# Co-owner of Mets accuses baseball of attempting to manufacture `phantom losses'



## James_F (Apr 23, 2002)

Nelson Doubleday, a co-owner of the New York Mets accused baseball commissioner Bud Selig of conspiring with a former Arthur Andersen accountant to ``manufacture phantom operating losses'' in the sport's books.

http://sports.yahoo.com/mlb/news/ap/20020806/ap-metslawsuit.html

Bud needs to get out of there and let a business many run the thing. :nono:


----------



## John Corn (Mar 21, 2002)

The only immediate effect I can see Doubleday's claim having on the labor negotiations is to speed up a resolution with the owner's caving in. All the players want is the status quo. 

That said - when will the owners realize that Selig has to go? Nothing to do with his business 'ability' but more for the fact that he presents a horrible presence as the leader of the game. Can anyone imagine David Stern or Paul Tagliabue running around on the tube constantly telling everyone how bad a shape their game is in? He should be out promoting his sport not dragging it through the mud. 

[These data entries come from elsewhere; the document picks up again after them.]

//! Interactive tutoring session.

use std::io::{BufRead, Write};

use anyhow::Result;
use tabled::{Table, Tabled};
use uuid::Uuid;

use claritutor_ai::{personas, GenerationError};
use claritutor_core::config::RuntimeConfig;
use claritutor_core::{
    load_session, run_turn, save_session, LoadOutcome, SaveOutcome, SessionState, TutorSession,
    QUICK_ACTIONS,
};

use super::helpers::{open_database, truncate_str, tutor_service, SIGN_IN_PROMPT};

#[derive(Tabled)]
struct PersonaRow {
    #[tabled(rename = "Id")]
    id: &'static str,
    #[tabled(rename = "Tutor")]
    name: String,
    #[tabled(rename = "Subject")]
    subject: &'static str,
    #[tabled(rename = "Teaching style")]
    style: &'static str,
}

/// Print the persona catalog
pub fn print_personas() {
    let rows: Vec<PersonaRow> = personas::all()
        .iter()
        .map(|p| PersonaRow {
            id: p.id,
            name: format!("{} {}", p.icon, p.name),
            subject: p.subject,
            style: p.teaching_style,
        })
        .collect();
    println!("{}", Table::new(rows));
}

fn print_help() {
    println!("Commands:");
    println!("  /save            save this conversation");
    println!("  /load <id>       load a saved conversation");
    println!("  /reset           start a new conversation");
    println!("  /tutor <id>      switch tutor persona");
    println!("  /personas        list tutor personas");
    println!("  /quit            leave the session");
    println!("Quick actions:");
    for action in QUICK_ACTIONS {
        println!("  /{:<15} {}", quick_action_command(action.label), action.prompt);
    }
}

fn quick_action_command(label: &str) -> String {
    label
        .split_whitespace()
        .next()
        .unwrap_or(label)
        .to_lowercase()
}

fn find_quick_action(command: &str) -> Option<&'static str> {
    QUICK_ACTIONS
        .iter()
        .find(|action| quick_action_command(action.label) == command)
        .map(|action| action.prompt)
}

/// Run the interactive chat loop
pub async fn run_chat(
    config: &RuntimeConfig,
    tutor_id: Option<&str>,
    no_stream: bool,
) -> Result<()> {
    let db = open_database()?;
    let service = tutor_service(&db)?;

    let persona = tutor_id
        .and_then(personas::find)
        .unwrap_or_else(personas::default_persona);
    let mut session = TutorSession::new(persona.id);

    println!("{} Hi! I'm {}. {}", persona.icon, persona.name, persona.description);
    println!("Ask me anything about {}. Type /help for commands.", persona.subject);

    let stdin = std::io::stdin();
    let mut lines = stdin.lock().lines();

    loop {
        print!("> ");
        std::io::stdout().flush()?;
        let Some(line) = lines.next() else { break };
        let line = line?;
        let input = line.trim();
        if input.is_empty() {
            continue;
        }

        if let Some(command) = input.strip_prefix('/') {
            let mut parts = command.splitn(2, ' ');
            let name = parts.next().unwrap_or_default();
            let argument = parts.next().unwrap_or_default().trim();

            match name {
                "quit" | "exit" => break,
                "help" => print_help(),
                "personas" => print_personas(),
                "reset" => {
                    session.reset();
                    println!("Conversation reset.");
                }
                "tutor" => {
                    if session.set_persona(argument) {
                        let persona = session.active_persona();
                        println!("Now chatting with {} {}.", persona.icon, persona.name);
                    } else {
                        println!("Unknown tutor '{argument}'. See /personas.");
                    }
                }
                "save" => {
                    if session.messages().is_empty() {
                        println!("Nothing to save yet.");
                        continue;
                    }
                    match save_session(&mut session, &service, &db, config.user_id.as_deref())
                        .await?
                    {
                        SaveOutcome::Saved { conversation_id } => {
                            println!("Saved \"{}\" ({conversation_id}).", session.title());
                        }
                        SaveOutcome::NotSignedIn => println!("{SIGN_IN_PROMPT}"),
                    }
                }
                "load" => {
                    let Ok(id) = argument.parse::<Uuid>() else {
                        println!("Usage: /load <conversation id>");
                        continue;
                    };
                    match load_session(&mut session, &db, config.user_id.as_deref(), id)? {
                        LoadOutcome::Loaded => {
                            println!(
                                "Loaded \"{}\" ({} messages).",
                                session.title(),
                                session.messages().len()
                            );
                        }
                        LoadOutcome::NotFound => println!("No saved conversation with that id."),
                        LoadOutcome::NotSignedIn => println!("{SIGN_IN_PROMPT}"),
                    }
                }
                other => {
                    if let Some(prompt) = find_quick_action(other) {
                        submit_turn(&mut session, &service, prompt, no_stream).await;
                    } else {
                        println!("Unknown command /{other}. Type /help.");
                    }
                }
            }
            continue;
        }

        submit_turn(&mut session, &service, input, no_stream).await;
    }

    Ok(())
}

async fn submit_turn(
    session: &mut TutorSession,
    service: &claritutor_ai::TutorService,
    text: &str,
    no_stream: bool,
) {
    let persona = session.active_persona();
    print!("{} ", persona.icon);
    std::io::stdout().flush().ok();

    let mut print_chunk = |chunk: &str| {
        print!("{chunk}");
        std::io::stdout().flush().ok();
    };

    let result = run_turn(session, service, text, !no_stream, Some(&mut print_chunk)).await;

    match result {
        Ok(true) => {
            if no_stream {
                if let Some(reply) = session.messages().last() {
                    print!("{}", reply.content);
                }
            }
            println!();
            if session.state() == SessionState::Settled && session.needs_clarification() {
                println!("It seems you might need clarification. Try these:");
                for action in QUICK_ACTIONS {
                    println!(
                        "  /{:<10} {}",
                        quick_action_command(action.label),
                        truncate_str(action.prompt, 60)
                    );
                }
            }
        }
        Ok(false) => println!("(still thinking, hold on)"),
        Err(e) => {
            println!();
            log::debug!("Generation failed: {e}");
            println!("Failed to get response. Please try again.");
            if matches!(e, GenerationError::MissingApiKey { .. } | GenerationError::Disabled) {
                println!("Hint: {e}. See `claritutor config`.");
            }
        }
    }
}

Add in the fact that when he does talk he is like looking at a 10 year old when you know he's lying. He's almost like a used car salesman.....wait a second.......he IS a used car salesman!


----------



## gopherscot (Mar 25, 2002)

Why does none of this seem to surprise me .. baseball has become a joke. I even heard Bud say again that Minnesota needs to be contracted. Gimme a break .. they are currently about 17 games up, an exciting team with no head cases, players that all get along together, and the team is drawing fairly well. But I really think bud wants that minnesota market for his failing Brewer franchise. Bud ... please go away!!!


----------



## James_F (Apr 23, 2002)

The owners like the public cares about salary caps and revenue sharing. They don't care about the business of baseball, they care about the game. It sickens me to think that these people are killing a game I love.


----------